(Material for this task)
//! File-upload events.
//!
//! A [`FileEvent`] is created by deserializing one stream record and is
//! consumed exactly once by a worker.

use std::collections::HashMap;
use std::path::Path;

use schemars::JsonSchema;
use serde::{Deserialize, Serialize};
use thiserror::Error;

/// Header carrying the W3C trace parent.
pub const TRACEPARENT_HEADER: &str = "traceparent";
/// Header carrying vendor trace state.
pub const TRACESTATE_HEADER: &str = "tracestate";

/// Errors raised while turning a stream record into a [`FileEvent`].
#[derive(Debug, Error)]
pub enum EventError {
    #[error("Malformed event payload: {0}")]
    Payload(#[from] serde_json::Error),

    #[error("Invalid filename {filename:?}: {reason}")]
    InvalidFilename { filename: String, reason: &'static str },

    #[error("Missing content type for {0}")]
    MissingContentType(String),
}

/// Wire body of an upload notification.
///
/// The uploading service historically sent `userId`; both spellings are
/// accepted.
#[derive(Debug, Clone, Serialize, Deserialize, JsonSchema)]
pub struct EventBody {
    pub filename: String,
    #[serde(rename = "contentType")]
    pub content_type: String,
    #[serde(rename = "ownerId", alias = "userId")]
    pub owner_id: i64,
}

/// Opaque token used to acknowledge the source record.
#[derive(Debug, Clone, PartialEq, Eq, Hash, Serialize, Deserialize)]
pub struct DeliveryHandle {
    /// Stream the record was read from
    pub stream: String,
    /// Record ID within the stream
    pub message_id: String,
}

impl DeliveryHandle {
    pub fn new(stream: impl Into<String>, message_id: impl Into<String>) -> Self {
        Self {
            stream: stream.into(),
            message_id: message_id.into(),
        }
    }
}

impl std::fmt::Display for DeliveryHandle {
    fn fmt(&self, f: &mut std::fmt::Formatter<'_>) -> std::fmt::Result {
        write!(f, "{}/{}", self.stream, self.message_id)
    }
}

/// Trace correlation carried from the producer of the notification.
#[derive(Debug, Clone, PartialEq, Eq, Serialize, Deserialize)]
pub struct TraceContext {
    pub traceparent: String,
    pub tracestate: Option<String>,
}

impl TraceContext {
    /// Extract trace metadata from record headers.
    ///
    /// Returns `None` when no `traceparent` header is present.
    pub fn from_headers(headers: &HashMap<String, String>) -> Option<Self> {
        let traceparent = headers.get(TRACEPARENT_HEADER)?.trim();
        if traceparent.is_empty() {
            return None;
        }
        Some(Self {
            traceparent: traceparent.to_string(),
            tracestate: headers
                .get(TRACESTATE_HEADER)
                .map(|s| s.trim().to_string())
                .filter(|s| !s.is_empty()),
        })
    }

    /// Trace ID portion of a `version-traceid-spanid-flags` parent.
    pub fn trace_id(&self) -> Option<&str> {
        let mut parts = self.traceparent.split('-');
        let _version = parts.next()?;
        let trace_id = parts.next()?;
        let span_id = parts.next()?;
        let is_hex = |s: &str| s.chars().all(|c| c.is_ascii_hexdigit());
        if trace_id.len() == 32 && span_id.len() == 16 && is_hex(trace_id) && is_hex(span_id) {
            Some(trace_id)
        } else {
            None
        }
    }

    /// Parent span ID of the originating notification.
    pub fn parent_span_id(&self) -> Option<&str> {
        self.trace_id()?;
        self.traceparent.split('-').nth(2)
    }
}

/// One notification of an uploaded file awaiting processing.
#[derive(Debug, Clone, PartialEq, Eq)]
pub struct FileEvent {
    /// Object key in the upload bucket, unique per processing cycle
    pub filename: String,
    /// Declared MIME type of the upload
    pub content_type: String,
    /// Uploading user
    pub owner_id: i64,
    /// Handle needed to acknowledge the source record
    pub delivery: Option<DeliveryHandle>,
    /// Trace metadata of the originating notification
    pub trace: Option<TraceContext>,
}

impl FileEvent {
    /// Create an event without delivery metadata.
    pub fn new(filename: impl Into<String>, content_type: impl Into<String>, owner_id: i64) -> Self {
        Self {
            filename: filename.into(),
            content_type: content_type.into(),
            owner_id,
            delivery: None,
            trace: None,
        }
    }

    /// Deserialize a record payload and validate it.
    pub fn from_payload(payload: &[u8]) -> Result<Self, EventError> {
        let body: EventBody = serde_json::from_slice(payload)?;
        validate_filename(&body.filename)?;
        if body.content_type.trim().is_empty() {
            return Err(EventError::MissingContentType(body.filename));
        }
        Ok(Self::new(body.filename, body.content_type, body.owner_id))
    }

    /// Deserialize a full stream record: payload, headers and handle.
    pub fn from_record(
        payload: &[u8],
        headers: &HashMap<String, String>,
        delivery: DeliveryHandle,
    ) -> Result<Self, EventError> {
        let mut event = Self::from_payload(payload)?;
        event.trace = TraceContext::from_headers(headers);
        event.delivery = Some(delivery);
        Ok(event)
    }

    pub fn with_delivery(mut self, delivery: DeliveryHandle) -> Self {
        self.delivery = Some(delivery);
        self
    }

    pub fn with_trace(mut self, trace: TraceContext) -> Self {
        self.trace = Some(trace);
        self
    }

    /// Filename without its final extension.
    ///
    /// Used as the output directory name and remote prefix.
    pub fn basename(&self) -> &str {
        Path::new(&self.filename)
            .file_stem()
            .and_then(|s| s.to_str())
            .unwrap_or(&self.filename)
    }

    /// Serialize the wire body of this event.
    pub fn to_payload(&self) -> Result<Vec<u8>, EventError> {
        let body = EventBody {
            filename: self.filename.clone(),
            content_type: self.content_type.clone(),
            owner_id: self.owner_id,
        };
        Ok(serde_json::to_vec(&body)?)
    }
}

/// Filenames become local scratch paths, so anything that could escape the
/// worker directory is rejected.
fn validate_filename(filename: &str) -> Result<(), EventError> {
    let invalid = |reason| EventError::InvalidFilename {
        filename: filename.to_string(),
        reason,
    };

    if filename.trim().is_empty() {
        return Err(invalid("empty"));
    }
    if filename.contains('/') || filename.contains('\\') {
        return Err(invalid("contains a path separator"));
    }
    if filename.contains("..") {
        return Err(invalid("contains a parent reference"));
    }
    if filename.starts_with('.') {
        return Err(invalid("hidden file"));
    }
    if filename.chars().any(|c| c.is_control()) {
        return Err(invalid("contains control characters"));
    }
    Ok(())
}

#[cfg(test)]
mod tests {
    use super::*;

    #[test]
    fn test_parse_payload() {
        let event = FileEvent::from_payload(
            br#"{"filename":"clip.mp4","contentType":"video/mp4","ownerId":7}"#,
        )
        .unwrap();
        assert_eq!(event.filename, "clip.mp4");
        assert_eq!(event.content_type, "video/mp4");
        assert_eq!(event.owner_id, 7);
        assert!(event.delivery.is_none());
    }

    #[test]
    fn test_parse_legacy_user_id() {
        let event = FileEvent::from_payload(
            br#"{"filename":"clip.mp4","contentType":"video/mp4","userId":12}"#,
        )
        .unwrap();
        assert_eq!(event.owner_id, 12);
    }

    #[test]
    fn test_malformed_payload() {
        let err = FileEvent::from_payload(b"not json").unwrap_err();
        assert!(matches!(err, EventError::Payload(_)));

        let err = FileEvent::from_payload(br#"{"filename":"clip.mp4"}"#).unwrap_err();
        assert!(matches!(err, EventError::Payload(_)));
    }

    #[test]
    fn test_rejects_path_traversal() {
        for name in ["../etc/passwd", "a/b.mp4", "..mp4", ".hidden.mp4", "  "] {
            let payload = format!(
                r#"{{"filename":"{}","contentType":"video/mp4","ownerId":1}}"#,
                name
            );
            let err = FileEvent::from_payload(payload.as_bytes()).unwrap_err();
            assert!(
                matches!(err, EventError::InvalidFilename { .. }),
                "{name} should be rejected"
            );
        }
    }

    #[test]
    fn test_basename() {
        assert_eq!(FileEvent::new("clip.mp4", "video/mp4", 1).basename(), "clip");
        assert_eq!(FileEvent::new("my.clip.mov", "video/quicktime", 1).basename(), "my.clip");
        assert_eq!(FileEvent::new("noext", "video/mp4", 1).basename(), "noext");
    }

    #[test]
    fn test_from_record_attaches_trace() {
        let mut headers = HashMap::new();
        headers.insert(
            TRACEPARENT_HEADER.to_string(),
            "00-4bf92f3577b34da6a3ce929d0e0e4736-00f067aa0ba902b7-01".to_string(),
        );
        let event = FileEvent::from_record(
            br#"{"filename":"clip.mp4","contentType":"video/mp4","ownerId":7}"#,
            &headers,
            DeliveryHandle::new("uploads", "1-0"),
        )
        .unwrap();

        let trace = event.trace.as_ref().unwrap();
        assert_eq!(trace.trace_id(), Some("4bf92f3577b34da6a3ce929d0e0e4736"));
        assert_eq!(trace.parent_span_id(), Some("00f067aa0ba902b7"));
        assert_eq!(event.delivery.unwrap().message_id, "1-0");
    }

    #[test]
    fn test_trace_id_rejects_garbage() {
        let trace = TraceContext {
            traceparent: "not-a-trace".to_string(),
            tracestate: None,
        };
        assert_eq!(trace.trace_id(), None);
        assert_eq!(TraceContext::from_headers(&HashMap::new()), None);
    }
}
(End Material for this task)
Exercise details — From the data, collect all lines where the string "PartialEq" appears.

Exercise solution —
#[derive(Debug, Clone, PartialEq, Eq, Hash, Serialize, Deserialize)]
#[derive(Debug, Clone, PartialEq, Eq, Serialize, Deserialize)]
#[derive(Debug, Clone, PartialEq, Eq)]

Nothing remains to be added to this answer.